Home AI might actually make more work for people, not less – study

AI might actually make more work for people, not less – study

TLDR

  • Generative AI was tested by Australia's ASIC and Amazon, revealing inefficiency in summarization tasks.
  • Human employees outperformed AI, scoring 81% vs. AI's 47% in accuracy and coherency.
  • AI responses were often "waffly" and required additional work to verify, making AI less efficient.

The use of generative artificial intelligence (AI) has exploded in popularity since ChatGPT launched in November 2022, but the efficiency of the technology has now come into question as a government trial has found AI could potentially create more work for people.

With companies worldwide scrambling to incorporate AI to stay ahead of the curve, the technology has become a major topic in the corporate world. From worries about an AI takeover of jobs to its use becoming more commonplace generally (ChatGPT has reached 200 million weekly users), the trial aimed to see how the tool actually performs in a workplace setting and with business-related tasks.

Amazon and Australia’s corporate regulator, the Securities and Investments Commission (ASIC), ran the test earlier this year and the outcomes have since been shared in a select committee meeting.

The test included the use of the generative AI model from Meta, the open-source Llama2-70B. The technology was prompted to summarize submissions with a focus on mentions of ASIC, recommendations, and references to regulation.

The tool was also asked to include context and page references. Members of staff from the regulatory body, 10 in total, were then given the same task with similar prompts.

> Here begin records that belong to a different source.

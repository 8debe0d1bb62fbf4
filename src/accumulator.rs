//! Downsampling accumulator shared by the sampling tick and the consumer.

use core::cell::Cell;

use critical_section::Mutex;

/// Running sums of scaled samples since the last drain.
#[derive(Debug, Clone, Copy, PartialEq, Default)]
pub struct AccumulatorState {
    /// Sum of gyro samples in rad/s.
    pub gyro_sum: [f32; 3],
    /// Sum of accel samples in m/s².
    pub accel_sum: [f32; 3],
    /// Number of samples summed.
    pub count: u32,
}

impl AccumulatorState {
    /// Adds one sample pair.
    pub fn add(&mut self, gyro: [f32; 3], accel: [f32; 3]) {
        for axis in 0..3 {
            self.gyro_sum[axis] += gyro[axis];
            self.accel_sum[axis] += accel[axis];
        }
        self.count = self.count.saturating_add(1);
    }

    /// Mean of the accumulated samples, if any.
    pub fn average(&self) -> Option<Averaged> {
        if self.count == 0 {
            return None;
        }

        let n = self.count as f32;
        Some(Averaged {
            gyro: self.gyro_sum.map(|v| v / n),
            accel: self.accel_sum.map(|v| v / n),
            samples: self.count,
        })
    }
}

/// Averages produced by a drain.
#[derive(Debug, Clone, Copy, PartialEq)]
pub struct Averaged {
    /// Mean angular rate in rad/s.
    pub gyro: [f32; 3],
    /// Mean acceleration in m/s².
    pub accel: [f32; 3],
    /// Number of native samples behind the mean.
    pub samples: u32,
}

/// Accumulator whose add and snapshot-and-reset are each one critical section.
pub struct Accumulator {
    state: Mutex<Cell<AccumulatorState>>,
    ratio: u32,
}

impl Accumulator {
    /// Creates an empty accumulator reporting availability every `ratio` samples.
    pub const fn new(ratio: u32) -> Self {
        Self {
            state: Mutex::new(Cell::new(AccumulatorState {
                gyro_sum: [0.0; 3],
                accel_sum: [0.0; 3],
                count: 0,
            })),
            ratio: if ratio == 0 { 1 } else { ratio },
        }
    }

    /// Native samples per delivered sample.
    pub fn ratio(&self) -> u32 {
        self.ratio
    }

    /// Adds one sample pair.
    pub fn accumulate(&self, gyro: [f32; 3], accel: [f32; 3]) {
        critical_section::with(|cs| {
            let cell = self.state.borrow(cs);
            let mut state = cell.get();
            state.add(gyro, accel);
            cell.set(state);
        });
    }

    /// Returns `true` once enough samples are buffered for one delivery.
    pub fn sample_available(&self) -> bool {
        self.count() >= self.ratio
    }

    /// Samples accumulated since the last drain.
    pub fn count(&self) -> u32 {
        self.snapshot().count
    }

    /// Copy of the current state without resetting it.
    pub fn snapshot(&self) -> AccumulatorState {
        critical_section::with(|cs| self.state.borrow(cs).get())
    }

    /// Takes the averages and zeroes the sums in one indivisible step.
    pub fn drain(&self) -> Option<Averaged> {
        let taken = critical_section::with(|cs| {
            self.state.borrow(cs).replace(AccumulatorState::default())
        });
        taken.average()
    }

    /// Discards everything accumulated so far.
    pub fn reset(&self) {
        critical_section::with(|cs| self.state.borrow(cs).set(AccumulatorState::default()));
    }
}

The responses from both the AI and human employees were then blindly assessed by a group of reviewers who looked for coherency, length, ASIC references, regulation references, and for identifying recommendations. At the time, the reviewers weren’t aware that AI was involved.

Results of Australian government trial that pitted AI against human employees

The human summaries beat out their AI counterparts in every criterion, gaining them a score of 81% in comparison to the technology’s 47%.

Where the AI did particularly badly was in finding references to ASIC within the submission documents. In the results section in the trial report, the team experimenting said: “Finding references in larger documents is a notoriously hard task for LLMs due to context window limitations and embedding strategies.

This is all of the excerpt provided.